■ **PROVIDED DATA**
----------------
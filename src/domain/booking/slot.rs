//! A (date, time) pair a student picks for one session.

use chrono::{NaiveDate, NaiveTime};
use serde::{Deserialize, Serialize};
use std::fmt;

use crate::domain::foundation::Timestamp;

/// Calendar date plus start time, interpreted in UTC.
#[derive(Debug, Clone, Copy, PartialEq, Eq, Hash, PartialOrd, Ord, Serialize, Deserialize)]
pub struct Slot {
    pub date: NaiveDate,
    #[serde(with = "hhmm")]
    pub time: NaiveTime,
}

impl Slot {
    pub fn new(date: NaiveDate, time: NaiveTime) -> Self {
        Self { date, time }
    }

    /// Start instant of a session booked into this slot.
    pub fn start(&self) -> Timestamp {
        Timestamp::from_date_time(self.date, self.time)
    }

    /// End instant for a session of the given length.
    pub fn end(&self, duration_minutes: u32) -> Timestamp {
        self.start().plus_minutes(i64::from(duration_minutes))
    }
}

impl fmt::Display for Slot {
    fn fmt(&self, f: &mut fmt::Formatter<'_>) -> fmt::Result {
        write!(f, "{} {}", self.date, self.time.format("%H:%M"))
    }
}

/// Times travel as "HH:MM" (seconds accepted on input).
mod hhmm {
    use chrono::NaiveTime;
    use serde::{Deserialize, Deserializer, Serializer};

    pub fn serialize<S: Serializer>(time: &NaiveTime, serializer: S) -> Result<S::Ok, S::Error> {
        serializer.serialize_str(&time.format("%H:%M").to_string())
    }

    pub fn deserialize<'de, D: Deserializer<'de>>(deserializer: D) -> Result<NaiveTime, D::Error> {
        let raw = String::deserialize(deserializer)?;
        NaiveTime::parse_from_str(raw.trim(), "%H:%M")
            .or_else(|_| NaiveTime::parse_from_str(raw.trim(), "%H:%M:%S"))
            .map_err(serde::de::Error::custom)
    }
}
//! HTTP adapter for the provider directory.

mod dto;
mod handlers;
mod routes;

pub use dto::{ProviderResponse, ProviderSearchResponse};
pub use routes::directory_routes;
----------------
Wherever the string "NaiveDate" is found in the listing above, copy the line that contains it.

■ **WRITTEN RESPONSE**
use chrono::{NaiveDate, NaiveTime};
    pub date: NaiveDate,
    pub fn new(date: NaiveDate, time: NaiveTime) -> Self {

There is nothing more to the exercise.